DIRECTIONS FOR THIS TASK ▸ Under this line are the records; write out word for word the part that begins at the line containing "filename crates/userstore_core/tests/user_store.rs" and ends at the line containing "stamps.push(user.created_at);", and no more.

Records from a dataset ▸
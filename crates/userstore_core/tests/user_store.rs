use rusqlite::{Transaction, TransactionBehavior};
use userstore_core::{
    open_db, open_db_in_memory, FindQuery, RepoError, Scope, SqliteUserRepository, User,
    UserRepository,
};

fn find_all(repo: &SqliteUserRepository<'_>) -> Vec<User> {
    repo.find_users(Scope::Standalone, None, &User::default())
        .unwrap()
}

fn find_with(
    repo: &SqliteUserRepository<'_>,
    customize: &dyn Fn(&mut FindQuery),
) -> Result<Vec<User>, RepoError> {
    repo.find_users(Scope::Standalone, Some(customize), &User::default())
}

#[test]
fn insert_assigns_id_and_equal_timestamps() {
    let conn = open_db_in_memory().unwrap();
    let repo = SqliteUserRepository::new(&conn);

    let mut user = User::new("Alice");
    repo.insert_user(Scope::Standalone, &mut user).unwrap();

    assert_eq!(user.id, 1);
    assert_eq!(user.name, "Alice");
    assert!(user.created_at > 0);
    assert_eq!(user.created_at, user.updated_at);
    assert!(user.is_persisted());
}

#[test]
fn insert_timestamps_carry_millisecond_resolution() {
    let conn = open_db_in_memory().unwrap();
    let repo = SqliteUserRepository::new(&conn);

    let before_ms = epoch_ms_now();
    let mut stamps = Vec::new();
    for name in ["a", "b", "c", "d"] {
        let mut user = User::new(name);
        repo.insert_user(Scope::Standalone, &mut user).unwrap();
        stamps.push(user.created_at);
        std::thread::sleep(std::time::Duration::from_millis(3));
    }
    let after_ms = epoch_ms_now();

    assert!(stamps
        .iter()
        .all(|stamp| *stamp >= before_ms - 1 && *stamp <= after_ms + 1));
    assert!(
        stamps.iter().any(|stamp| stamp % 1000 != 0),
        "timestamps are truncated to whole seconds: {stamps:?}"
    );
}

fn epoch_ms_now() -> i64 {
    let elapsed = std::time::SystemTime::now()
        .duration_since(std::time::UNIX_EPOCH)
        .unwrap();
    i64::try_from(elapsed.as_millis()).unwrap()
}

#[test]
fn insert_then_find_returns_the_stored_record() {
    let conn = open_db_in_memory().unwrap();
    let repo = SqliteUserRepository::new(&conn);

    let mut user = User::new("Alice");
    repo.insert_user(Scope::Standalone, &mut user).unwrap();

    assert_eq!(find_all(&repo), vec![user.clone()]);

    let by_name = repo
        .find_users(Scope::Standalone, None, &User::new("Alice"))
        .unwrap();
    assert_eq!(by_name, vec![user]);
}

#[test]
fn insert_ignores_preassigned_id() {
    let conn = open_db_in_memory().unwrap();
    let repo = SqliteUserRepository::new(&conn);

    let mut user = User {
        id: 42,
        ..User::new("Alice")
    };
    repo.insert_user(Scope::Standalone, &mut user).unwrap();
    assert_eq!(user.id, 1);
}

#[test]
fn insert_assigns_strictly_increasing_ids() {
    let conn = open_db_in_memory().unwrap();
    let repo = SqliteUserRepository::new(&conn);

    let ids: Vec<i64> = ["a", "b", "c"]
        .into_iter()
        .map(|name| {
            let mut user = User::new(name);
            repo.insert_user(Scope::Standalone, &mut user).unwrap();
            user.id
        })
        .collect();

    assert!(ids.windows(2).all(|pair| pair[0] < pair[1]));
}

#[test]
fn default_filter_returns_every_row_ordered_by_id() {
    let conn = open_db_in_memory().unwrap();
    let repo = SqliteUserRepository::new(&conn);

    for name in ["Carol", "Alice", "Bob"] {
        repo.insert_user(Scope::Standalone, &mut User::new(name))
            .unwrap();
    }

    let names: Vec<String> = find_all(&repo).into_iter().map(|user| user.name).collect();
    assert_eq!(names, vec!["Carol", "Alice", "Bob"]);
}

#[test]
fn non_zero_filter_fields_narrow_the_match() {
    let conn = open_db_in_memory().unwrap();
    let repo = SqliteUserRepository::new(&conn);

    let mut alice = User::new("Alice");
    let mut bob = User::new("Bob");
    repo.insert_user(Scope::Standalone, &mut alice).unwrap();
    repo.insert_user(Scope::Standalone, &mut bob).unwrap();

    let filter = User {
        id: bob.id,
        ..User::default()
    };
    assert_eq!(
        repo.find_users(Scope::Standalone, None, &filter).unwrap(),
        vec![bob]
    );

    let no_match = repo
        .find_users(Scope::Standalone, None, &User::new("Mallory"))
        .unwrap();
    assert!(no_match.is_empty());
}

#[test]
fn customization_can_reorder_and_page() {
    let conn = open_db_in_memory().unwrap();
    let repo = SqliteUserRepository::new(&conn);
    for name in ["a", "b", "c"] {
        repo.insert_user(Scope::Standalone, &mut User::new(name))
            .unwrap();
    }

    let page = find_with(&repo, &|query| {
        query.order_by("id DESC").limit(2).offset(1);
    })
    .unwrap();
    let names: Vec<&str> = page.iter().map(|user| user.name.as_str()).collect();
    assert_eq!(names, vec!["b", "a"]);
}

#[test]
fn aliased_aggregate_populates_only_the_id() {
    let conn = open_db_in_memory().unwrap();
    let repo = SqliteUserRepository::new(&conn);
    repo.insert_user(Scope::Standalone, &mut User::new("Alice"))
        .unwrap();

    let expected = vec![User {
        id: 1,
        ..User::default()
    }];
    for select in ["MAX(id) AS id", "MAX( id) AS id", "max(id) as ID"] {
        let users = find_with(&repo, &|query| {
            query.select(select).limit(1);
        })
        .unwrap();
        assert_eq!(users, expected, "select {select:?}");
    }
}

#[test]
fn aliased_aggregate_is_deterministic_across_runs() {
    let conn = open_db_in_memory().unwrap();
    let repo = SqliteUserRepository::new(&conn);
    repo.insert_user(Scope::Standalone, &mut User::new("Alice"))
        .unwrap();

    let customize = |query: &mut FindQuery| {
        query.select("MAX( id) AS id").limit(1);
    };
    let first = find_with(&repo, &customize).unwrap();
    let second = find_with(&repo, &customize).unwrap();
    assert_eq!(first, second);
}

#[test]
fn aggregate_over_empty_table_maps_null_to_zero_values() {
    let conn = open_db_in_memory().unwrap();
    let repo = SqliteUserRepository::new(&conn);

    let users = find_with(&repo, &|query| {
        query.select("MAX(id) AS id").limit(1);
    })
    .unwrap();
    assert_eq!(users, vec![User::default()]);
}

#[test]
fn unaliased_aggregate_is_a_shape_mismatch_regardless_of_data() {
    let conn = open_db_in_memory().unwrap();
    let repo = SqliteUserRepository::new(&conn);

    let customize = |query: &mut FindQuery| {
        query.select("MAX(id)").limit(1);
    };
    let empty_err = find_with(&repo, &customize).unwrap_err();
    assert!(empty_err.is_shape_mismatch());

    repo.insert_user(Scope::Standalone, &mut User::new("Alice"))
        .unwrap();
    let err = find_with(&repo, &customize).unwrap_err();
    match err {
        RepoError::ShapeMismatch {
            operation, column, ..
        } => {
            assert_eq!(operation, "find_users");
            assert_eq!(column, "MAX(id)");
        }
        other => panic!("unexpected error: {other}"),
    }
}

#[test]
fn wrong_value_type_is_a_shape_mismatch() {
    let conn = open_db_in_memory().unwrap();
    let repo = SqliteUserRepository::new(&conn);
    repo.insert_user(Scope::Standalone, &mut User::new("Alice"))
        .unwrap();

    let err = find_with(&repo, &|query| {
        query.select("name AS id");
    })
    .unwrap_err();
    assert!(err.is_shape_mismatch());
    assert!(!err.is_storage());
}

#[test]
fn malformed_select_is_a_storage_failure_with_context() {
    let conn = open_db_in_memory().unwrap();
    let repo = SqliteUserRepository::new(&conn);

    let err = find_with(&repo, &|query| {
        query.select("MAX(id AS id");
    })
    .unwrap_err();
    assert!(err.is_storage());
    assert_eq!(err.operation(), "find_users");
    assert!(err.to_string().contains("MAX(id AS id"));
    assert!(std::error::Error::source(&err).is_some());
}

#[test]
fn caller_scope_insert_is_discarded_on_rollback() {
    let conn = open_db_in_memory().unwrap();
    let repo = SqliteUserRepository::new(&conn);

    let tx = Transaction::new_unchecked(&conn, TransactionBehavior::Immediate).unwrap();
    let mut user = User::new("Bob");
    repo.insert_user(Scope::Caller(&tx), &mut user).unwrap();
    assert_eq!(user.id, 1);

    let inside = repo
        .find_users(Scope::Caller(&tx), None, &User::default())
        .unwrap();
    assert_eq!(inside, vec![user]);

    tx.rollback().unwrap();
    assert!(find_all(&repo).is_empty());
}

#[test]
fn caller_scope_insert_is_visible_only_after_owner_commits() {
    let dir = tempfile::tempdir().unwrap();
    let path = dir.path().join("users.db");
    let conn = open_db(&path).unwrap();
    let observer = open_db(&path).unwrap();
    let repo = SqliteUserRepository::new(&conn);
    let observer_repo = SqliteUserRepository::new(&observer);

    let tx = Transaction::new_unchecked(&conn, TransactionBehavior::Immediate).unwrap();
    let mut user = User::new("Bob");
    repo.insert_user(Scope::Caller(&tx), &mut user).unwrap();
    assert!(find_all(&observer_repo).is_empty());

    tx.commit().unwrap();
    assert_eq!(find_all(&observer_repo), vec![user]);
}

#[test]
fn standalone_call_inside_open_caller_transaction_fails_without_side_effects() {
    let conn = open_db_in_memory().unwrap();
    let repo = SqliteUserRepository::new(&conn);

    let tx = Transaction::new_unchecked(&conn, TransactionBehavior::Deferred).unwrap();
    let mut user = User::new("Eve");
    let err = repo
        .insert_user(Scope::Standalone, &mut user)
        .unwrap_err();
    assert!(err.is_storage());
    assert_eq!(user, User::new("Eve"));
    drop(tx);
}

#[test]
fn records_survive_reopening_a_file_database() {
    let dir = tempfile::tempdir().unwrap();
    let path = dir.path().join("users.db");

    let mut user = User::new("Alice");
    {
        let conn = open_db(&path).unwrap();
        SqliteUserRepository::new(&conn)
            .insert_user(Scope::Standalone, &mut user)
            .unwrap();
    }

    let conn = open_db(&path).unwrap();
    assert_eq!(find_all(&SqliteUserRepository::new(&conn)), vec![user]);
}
--
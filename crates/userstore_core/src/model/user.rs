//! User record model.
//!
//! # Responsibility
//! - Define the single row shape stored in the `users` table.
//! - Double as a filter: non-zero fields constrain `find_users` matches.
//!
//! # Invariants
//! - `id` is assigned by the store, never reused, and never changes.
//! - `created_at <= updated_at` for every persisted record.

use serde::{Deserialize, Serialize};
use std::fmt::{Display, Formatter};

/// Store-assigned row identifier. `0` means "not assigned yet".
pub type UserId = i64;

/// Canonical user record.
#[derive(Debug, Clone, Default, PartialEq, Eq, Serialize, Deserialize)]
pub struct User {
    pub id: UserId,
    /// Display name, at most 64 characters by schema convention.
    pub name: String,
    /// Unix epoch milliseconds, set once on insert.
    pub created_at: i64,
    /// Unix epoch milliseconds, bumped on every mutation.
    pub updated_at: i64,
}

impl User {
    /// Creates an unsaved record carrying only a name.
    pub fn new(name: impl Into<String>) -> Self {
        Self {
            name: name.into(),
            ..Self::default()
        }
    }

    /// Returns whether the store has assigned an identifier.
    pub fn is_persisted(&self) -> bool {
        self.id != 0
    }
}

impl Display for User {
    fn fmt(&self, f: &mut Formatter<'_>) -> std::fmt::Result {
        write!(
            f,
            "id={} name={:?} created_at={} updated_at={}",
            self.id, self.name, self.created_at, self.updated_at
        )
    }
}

RESPONSE BOX ▸
filename crates/userstore_core/tests/user_store.rs
use rusqlite::{Transaction, TransactionBehavior};
use userstore_core::{
    open_db, open_db_in_memory, FindQuery, RepoError, Scope, SqliteUserRepository, User,
    UserRepository,
};

fn find_all(repo: &SqliteUserRepository<'_>) -> Vec<User> {
    repo.find_users(Scope::Standalone, None, &User::default())
        .unwrap()
}

fn find_with(
    repo: &SqliteUserRepository<'_>,
    customize: &dyn Fn(&mut FindQuery),
) -> Result<Vec<User>, RepoError> {
    repo.find_users(Scope::Standalone, Some(customize), &User::default())
}

#[test]
fn insert_assigns_id_and_equal_timestamps() {
    let conn = open_db_in_memory().unwrap();
    let repo = SqliteUserRepository::new(&conn);

    let mut user = User::new("Alice");
    repo.insert_user(Scope::Standalone, &mut user).unwrap();

    assert_eq!(user.id, 1);
    assert_eq!(user.name, "Alice");
    assert!(user.created_at > 0);
    assert_eq!(user.created_at, user.updated_at);
    assert!(user.is_persisted());
}

#[test]
fn insert_timestamps_carry_millisecond_resolution() {
    let conn = open_db_in_memory().unwrap();
    let repo = SqliteUserRepository::new(&conn);

    let before_ms = epoch_ms_now();
    let mut stamps = Vec::new();
    for name in ["a", "b", "c", "d"] {
        let mut user = User::new(name);
        repo.insert_user(Scope::Standalone, &mut user).unwrap();
        stamps.push(user.created_at);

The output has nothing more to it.